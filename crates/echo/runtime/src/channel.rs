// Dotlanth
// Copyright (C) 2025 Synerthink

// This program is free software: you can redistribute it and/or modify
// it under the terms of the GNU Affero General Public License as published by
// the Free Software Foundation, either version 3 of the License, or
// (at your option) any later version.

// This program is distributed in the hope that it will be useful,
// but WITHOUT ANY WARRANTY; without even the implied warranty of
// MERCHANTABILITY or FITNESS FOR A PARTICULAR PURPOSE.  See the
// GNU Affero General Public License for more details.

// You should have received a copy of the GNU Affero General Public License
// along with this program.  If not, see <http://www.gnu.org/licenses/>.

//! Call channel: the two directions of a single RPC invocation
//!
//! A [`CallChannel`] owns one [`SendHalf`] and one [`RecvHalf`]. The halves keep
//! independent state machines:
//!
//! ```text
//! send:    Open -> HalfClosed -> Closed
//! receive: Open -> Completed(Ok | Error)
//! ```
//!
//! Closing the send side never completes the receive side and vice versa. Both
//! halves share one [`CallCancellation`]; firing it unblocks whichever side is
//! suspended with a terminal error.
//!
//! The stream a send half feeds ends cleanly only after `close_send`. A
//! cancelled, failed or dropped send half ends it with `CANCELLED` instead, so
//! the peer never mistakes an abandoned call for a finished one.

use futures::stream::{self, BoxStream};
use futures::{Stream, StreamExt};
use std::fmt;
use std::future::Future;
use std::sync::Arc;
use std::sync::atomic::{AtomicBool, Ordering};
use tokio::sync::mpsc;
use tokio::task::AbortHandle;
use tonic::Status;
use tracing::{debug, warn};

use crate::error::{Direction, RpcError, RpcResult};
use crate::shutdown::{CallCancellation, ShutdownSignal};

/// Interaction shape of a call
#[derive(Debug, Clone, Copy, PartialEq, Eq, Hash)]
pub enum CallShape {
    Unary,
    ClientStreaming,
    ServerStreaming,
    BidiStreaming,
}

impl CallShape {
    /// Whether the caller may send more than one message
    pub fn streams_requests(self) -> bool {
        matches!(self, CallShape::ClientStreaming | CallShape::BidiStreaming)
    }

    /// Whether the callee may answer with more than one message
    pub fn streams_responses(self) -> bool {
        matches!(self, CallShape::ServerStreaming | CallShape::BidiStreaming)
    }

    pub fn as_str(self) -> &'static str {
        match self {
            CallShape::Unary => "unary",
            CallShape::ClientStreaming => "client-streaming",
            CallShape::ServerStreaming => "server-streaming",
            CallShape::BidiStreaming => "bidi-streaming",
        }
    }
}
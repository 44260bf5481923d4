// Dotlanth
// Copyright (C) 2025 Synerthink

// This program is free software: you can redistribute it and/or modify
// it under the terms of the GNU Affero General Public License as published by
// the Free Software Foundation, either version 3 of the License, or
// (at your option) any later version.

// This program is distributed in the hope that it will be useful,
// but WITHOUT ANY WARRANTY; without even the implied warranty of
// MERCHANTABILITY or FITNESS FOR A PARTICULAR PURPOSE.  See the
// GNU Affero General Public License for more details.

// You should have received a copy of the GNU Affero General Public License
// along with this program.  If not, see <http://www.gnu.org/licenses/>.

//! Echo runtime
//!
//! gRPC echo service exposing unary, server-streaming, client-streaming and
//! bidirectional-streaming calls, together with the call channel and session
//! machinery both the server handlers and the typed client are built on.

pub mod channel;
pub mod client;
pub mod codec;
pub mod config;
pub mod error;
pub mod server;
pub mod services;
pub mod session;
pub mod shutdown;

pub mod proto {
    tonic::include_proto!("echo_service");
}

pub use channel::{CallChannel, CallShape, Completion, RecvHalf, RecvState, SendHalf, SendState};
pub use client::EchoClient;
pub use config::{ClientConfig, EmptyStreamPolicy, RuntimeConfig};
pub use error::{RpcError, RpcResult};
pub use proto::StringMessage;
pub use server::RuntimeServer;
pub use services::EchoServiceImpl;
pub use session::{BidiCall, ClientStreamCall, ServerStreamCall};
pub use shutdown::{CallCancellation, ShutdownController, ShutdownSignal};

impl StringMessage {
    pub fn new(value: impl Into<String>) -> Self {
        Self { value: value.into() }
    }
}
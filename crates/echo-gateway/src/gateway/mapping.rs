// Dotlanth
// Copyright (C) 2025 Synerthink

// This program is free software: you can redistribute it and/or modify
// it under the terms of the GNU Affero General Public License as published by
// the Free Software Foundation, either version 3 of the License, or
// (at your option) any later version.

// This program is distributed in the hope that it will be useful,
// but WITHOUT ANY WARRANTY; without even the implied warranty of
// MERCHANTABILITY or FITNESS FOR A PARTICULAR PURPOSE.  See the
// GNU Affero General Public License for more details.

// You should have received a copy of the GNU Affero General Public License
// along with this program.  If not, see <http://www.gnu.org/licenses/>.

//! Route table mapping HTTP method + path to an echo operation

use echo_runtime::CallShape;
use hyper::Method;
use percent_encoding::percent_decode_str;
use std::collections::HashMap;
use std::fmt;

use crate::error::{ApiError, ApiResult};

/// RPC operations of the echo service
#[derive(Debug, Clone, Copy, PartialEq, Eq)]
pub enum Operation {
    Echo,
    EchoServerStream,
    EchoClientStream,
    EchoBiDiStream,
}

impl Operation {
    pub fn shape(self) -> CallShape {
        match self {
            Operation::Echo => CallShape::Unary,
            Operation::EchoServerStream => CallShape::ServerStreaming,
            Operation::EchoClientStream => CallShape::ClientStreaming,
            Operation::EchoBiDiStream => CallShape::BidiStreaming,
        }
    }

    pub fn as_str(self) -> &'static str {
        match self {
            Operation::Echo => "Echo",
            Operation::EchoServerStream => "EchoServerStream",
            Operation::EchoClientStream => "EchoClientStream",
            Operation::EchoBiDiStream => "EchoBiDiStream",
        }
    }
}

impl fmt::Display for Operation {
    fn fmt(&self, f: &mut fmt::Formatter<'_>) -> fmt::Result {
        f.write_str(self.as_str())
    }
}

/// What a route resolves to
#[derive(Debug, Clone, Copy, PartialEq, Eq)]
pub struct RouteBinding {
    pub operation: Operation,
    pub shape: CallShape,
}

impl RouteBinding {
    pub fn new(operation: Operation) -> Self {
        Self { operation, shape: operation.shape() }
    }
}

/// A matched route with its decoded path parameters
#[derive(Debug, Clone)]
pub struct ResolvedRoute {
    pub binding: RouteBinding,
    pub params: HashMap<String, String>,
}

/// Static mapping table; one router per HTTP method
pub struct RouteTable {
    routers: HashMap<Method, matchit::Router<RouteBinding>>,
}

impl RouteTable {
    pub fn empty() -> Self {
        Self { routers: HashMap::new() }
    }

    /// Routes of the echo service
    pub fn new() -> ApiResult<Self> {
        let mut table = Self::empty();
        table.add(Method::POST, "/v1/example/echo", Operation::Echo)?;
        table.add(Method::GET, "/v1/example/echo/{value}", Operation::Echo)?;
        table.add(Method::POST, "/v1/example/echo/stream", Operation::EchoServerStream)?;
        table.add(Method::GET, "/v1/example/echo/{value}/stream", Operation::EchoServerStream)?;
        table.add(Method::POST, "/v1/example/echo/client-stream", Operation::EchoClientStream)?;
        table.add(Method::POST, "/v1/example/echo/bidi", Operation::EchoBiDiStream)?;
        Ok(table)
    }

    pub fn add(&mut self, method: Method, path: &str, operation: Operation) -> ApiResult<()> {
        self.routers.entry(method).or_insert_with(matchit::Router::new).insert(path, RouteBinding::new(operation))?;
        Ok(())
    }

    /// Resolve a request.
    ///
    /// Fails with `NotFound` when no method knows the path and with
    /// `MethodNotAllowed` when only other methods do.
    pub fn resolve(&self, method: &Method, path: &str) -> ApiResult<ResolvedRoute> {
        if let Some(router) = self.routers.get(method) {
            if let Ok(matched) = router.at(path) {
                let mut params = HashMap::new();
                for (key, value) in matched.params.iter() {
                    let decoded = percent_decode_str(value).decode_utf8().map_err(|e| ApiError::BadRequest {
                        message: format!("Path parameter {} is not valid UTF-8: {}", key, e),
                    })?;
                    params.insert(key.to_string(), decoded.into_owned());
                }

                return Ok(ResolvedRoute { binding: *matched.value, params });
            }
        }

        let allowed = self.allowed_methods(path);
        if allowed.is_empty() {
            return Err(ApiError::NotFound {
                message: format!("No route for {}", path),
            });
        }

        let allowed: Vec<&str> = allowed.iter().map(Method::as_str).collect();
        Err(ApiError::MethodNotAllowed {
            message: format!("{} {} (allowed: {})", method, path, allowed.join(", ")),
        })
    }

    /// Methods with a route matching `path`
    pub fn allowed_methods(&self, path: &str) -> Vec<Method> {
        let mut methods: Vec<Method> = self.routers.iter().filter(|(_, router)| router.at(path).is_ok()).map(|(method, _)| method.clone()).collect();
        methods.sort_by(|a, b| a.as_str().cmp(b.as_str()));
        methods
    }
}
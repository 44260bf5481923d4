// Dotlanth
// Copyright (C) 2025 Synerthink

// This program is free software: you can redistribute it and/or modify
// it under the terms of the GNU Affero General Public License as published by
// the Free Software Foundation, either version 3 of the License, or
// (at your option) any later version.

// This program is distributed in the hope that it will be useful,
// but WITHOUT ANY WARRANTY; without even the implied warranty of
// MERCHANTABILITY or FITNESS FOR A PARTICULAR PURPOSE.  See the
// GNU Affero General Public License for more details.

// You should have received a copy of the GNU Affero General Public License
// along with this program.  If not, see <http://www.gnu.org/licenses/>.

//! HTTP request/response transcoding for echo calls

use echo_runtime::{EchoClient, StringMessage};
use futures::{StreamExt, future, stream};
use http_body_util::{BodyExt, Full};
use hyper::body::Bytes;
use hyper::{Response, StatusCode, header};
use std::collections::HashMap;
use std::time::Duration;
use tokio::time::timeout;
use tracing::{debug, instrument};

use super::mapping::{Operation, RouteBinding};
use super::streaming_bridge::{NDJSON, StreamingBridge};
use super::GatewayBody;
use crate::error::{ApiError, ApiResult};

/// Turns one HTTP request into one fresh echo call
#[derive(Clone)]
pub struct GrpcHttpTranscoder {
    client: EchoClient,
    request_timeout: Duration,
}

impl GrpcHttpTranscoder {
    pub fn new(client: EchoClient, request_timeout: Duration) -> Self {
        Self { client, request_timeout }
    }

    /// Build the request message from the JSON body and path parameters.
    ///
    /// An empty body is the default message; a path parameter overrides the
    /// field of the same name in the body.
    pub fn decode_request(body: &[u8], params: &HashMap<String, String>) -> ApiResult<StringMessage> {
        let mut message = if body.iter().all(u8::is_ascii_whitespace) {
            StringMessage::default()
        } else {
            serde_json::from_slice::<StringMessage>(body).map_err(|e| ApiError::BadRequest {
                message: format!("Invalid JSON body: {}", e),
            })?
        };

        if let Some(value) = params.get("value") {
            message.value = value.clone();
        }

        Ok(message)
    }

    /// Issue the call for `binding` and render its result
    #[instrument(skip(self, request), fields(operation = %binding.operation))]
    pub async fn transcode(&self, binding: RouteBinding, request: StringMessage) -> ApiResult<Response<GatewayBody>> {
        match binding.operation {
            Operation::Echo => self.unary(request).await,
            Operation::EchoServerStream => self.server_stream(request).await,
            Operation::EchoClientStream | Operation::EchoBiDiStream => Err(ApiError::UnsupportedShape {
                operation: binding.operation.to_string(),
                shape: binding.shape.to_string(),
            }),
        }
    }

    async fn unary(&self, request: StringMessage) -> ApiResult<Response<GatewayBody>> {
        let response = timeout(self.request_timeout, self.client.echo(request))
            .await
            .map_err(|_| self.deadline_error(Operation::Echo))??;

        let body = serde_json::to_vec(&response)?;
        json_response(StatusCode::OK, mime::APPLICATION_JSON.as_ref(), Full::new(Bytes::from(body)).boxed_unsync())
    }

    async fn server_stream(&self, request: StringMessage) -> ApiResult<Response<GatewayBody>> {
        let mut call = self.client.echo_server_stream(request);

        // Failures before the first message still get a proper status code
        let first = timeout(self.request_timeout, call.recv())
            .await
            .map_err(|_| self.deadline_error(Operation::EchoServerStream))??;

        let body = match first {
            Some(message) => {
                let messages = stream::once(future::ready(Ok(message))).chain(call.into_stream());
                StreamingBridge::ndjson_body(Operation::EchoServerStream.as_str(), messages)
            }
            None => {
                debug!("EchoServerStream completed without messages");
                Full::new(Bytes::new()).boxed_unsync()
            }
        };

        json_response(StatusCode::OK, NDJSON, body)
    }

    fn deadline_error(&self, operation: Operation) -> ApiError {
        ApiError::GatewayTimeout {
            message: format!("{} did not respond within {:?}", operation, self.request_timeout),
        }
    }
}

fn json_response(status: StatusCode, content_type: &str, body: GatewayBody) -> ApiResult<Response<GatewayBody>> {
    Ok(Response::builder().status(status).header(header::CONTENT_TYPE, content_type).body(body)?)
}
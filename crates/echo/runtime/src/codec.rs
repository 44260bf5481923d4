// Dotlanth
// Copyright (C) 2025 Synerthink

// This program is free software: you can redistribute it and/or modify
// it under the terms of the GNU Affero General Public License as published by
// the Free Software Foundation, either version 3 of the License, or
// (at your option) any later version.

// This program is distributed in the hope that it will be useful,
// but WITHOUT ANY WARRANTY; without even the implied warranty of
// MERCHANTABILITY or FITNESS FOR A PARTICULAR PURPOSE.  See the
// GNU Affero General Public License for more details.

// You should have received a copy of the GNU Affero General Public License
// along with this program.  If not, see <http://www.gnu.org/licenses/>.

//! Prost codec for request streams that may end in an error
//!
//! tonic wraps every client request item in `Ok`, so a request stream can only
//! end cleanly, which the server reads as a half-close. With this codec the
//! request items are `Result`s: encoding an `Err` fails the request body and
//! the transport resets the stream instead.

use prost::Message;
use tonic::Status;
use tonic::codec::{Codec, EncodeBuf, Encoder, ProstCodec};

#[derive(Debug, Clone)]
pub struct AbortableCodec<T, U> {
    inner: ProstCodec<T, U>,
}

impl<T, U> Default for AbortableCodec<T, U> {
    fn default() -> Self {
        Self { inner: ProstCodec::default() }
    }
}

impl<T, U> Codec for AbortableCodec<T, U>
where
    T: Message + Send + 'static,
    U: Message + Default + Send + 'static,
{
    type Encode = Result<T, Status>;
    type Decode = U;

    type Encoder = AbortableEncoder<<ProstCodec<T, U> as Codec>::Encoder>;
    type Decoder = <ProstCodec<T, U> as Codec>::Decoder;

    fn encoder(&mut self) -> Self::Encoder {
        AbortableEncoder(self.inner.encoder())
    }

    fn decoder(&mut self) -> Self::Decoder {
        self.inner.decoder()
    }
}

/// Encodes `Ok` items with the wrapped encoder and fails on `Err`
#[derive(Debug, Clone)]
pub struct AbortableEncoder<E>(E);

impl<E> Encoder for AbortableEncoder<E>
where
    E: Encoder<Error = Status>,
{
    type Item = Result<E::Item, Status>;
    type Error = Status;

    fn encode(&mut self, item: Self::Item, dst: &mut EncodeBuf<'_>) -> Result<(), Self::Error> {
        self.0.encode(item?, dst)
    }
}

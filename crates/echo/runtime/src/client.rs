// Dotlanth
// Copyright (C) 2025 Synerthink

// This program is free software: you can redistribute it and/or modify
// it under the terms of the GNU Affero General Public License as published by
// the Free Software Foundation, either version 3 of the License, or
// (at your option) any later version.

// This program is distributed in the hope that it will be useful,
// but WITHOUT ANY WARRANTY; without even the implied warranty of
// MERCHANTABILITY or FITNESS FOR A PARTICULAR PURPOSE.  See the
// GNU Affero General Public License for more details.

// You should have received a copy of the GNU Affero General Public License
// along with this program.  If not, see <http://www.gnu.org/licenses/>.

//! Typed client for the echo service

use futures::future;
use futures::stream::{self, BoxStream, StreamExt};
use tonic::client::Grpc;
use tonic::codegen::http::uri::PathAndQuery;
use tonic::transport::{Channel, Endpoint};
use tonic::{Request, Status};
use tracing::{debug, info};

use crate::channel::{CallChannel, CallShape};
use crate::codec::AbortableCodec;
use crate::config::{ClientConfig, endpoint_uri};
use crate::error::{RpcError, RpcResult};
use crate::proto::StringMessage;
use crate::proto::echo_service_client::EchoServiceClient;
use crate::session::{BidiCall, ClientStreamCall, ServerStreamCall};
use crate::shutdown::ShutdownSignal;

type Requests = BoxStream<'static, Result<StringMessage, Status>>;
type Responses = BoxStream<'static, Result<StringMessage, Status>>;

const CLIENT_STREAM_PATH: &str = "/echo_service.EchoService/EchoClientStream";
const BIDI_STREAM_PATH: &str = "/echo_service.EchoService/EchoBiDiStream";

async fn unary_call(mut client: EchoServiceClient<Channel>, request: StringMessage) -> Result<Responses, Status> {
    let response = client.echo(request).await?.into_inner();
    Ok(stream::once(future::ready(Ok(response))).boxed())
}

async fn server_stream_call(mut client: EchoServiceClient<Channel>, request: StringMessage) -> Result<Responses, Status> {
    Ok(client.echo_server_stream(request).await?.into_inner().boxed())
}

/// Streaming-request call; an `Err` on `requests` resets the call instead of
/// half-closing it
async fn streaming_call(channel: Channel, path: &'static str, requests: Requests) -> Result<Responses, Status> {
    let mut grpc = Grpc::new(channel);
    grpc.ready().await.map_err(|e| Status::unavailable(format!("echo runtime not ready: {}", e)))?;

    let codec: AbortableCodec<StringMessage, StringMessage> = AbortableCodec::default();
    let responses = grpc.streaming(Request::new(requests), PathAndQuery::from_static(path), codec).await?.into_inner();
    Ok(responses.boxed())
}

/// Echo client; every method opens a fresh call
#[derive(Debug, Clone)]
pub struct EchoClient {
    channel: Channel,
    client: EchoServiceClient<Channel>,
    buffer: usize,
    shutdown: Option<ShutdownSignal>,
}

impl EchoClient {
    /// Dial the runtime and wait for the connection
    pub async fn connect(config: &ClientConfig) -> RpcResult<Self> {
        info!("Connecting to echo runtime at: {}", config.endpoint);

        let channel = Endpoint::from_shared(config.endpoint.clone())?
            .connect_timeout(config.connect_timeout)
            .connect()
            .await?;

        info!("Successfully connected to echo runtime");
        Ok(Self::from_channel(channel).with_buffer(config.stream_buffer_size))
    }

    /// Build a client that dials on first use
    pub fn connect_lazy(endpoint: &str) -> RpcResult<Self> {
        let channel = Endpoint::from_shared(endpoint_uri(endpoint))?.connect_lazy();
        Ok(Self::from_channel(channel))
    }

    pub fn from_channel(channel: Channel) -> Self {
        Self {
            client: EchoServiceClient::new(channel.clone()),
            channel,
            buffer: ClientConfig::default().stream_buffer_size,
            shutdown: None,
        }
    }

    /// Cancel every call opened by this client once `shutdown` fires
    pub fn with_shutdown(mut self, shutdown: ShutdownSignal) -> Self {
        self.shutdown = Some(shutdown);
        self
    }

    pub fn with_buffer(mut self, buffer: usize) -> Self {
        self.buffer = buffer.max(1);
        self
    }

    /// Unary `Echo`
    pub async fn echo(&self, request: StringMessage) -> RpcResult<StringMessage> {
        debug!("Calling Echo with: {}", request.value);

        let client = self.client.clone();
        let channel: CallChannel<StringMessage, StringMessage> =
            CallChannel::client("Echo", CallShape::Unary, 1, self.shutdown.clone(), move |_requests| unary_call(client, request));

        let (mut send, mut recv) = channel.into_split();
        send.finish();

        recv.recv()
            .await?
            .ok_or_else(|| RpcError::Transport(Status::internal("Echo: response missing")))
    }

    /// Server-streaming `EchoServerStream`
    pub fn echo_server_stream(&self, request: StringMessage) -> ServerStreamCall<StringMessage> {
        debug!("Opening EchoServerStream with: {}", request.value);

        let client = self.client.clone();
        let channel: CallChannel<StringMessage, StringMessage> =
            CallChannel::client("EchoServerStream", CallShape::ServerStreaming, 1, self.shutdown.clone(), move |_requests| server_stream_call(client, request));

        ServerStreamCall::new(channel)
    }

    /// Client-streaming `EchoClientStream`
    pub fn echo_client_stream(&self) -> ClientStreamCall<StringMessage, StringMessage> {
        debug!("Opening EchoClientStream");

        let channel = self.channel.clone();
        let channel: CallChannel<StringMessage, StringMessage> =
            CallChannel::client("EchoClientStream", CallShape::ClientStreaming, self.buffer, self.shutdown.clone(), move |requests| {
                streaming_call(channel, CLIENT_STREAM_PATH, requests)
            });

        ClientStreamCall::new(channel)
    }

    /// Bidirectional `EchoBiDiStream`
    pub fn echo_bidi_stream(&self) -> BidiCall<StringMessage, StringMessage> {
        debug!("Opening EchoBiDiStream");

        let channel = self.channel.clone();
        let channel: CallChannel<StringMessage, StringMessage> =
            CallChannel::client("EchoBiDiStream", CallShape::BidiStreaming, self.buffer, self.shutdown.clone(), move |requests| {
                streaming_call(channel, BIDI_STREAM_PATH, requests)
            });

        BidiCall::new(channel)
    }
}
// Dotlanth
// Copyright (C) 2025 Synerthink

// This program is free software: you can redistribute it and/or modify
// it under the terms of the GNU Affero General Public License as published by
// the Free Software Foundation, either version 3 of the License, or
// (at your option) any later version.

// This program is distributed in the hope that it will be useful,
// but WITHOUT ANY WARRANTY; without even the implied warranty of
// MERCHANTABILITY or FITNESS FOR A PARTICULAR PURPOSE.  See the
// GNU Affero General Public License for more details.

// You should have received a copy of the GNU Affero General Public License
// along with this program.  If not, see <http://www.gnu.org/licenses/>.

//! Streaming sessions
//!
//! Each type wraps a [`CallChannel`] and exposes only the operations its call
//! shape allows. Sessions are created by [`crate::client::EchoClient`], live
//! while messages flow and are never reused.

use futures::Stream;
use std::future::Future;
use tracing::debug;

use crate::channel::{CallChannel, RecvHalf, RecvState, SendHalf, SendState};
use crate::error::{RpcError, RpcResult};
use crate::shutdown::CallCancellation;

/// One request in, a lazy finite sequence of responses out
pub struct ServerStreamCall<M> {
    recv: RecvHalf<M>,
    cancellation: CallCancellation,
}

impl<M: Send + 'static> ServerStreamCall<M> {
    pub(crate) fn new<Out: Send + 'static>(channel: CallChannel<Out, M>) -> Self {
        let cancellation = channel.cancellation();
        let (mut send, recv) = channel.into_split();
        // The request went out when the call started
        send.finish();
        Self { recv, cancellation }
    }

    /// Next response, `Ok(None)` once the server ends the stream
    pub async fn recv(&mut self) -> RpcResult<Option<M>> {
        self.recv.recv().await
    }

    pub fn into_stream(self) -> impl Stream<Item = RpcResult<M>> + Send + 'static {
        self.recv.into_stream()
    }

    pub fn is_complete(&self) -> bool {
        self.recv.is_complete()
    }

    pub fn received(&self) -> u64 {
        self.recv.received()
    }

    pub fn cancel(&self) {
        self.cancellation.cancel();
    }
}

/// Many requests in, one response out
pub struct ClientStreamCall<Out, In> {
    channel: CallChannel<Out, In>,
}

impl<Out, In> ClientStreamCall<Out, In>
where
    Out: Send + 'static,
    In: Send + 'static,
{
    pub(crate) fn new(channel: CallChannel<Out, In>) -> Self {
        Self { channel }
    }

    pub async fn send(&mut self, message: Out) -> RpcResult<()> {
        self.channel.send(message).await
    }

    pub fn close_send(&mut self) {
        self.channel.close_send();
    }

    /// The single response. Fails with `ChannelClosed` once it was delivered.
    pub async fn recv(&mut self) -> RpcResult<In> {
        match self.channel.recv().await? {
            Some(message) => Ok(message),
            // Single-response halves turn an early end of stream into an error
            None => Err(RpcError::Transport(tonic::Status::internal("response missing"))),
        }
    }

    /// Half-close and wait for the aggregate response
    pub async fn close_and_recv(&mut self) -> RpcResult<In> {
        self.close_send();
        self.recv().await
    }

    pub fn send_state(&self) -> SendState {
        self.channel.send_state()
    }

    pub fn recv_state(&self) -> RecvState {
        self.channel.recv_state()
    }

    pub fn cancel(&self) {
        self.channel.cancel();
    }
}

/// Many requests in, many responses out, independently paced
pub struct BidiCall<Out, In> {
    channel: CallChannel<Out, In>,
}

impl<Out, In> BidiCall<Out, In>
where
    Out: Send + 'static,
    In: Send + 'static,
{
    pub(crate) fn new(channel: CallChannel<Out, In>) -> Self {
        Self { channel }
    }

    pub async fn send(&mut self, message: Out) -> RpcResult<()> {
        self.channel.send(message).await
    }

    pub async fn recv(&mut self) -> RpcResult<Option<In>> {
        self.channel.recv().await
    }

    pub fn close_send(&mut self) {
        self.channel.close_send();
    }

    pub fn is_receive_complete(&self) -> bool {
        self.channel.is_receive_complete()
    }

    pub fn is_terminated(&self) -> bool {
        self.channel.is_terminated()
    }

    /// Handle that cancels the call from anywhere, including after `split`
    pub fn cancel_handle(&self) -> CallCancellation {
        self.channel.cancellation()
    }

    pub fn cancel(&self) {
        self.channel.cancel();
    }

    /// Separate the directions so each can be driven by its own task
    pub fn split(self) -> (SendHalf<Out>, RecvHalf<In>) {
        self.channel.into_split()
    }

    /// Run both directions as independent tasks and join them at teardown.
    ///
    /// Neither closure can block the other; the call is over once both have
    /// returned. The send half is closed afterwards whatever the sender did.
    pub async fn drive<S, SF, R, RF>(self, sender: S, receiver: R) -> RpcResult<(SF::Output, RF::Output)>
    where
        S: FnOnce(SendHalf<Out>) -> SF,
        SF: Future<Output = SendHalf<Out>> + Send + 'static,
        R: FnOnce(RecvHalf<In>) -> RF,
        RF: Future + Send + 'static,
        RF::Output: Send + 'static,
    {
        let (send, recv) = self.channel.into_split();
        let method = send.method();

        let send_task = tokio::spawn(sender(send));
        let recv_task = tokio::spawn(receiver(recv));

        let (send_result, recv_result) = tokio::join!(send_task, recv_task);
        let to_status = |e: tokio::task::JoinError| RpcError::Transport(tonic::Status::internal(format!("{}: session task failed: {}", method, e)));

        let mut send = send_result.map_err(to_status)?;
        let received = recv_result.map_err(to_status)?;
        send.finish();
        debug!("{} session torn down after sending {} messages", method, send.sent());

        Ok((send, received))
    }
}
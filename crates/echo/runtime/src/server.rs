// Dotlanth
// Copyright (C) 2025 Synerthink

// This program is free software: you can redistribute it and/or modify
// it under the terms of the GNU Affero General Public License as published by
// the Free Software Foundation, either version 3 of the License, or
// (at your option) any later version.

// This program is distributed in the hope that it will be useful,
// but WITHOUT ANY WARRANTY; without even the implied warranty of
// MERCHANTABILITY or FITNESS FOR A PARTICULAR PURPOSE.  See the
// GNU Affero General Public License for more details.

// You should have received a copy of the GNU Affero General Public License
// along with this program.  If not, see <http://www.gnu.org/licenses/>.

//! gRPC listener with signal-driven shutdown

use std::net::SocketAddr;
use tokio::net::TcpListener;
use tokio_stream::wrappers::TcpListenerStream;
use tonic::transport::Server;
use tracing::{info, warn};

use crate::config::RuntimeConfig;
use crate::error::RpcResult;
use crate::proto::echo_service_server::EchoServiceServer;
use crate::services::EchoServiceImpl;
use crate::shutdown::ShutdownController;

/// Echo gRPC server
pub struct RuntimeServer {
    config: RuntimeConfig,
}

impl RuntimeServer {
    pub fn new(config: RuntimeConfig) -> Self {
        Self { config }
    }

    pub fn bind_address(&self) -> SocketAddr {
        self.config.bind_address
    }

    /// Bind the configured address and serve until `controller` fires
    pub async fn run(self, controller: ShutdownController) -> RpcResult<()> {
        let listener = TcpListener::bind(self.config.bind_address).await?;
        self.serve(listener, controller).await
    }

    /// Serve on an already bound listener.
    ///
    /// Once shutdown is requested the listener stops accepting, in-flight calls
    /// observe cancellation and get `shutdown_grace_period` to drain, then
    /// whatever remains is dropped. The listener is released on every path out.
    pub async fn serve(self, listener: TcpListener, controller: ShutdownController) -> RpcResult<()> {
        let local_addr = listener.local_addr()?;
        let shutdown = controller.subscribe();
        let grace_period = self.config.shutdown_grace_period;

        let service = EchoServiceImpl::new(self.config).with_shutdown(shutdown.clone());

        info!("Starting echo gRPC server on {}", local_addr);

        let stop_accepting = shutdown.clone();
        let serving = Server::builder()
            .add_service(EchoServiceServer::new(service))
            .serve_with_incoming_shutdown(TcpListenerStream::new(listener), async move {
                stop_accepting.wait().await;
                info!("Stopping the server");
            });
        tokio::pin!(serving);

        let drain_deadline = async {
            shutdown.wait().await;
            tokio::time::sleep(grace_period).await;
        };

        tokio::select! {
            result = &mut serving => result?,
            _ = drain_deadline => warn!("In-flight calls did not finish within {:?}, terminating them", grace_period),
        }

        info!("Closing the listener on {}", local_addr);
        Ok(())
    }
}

——

[Required work]: Exactly the lines above from the one with "operations its call" to the one with "of responses out", both included, are to be quoted; leave the rest out.

[Solution for this problem]:
//! Each type wraps a [`CallChannel`] and exposes only the operations its call
//! shape allows. Sessions are created by [`crate::client::EchoClient`], live
//! while messages flow and are never reused.

use futures::Stream;
use std::future::Future;
use tracing::debug;

use crate::channel::{CallChannel, RecvHalf, RecvState, SendHalf, SendState};
use crate::error::{RpcError, RpcResult};
use crate::shutdown::CallCancellation;

/// One request in, a lazy finite sequence of responses out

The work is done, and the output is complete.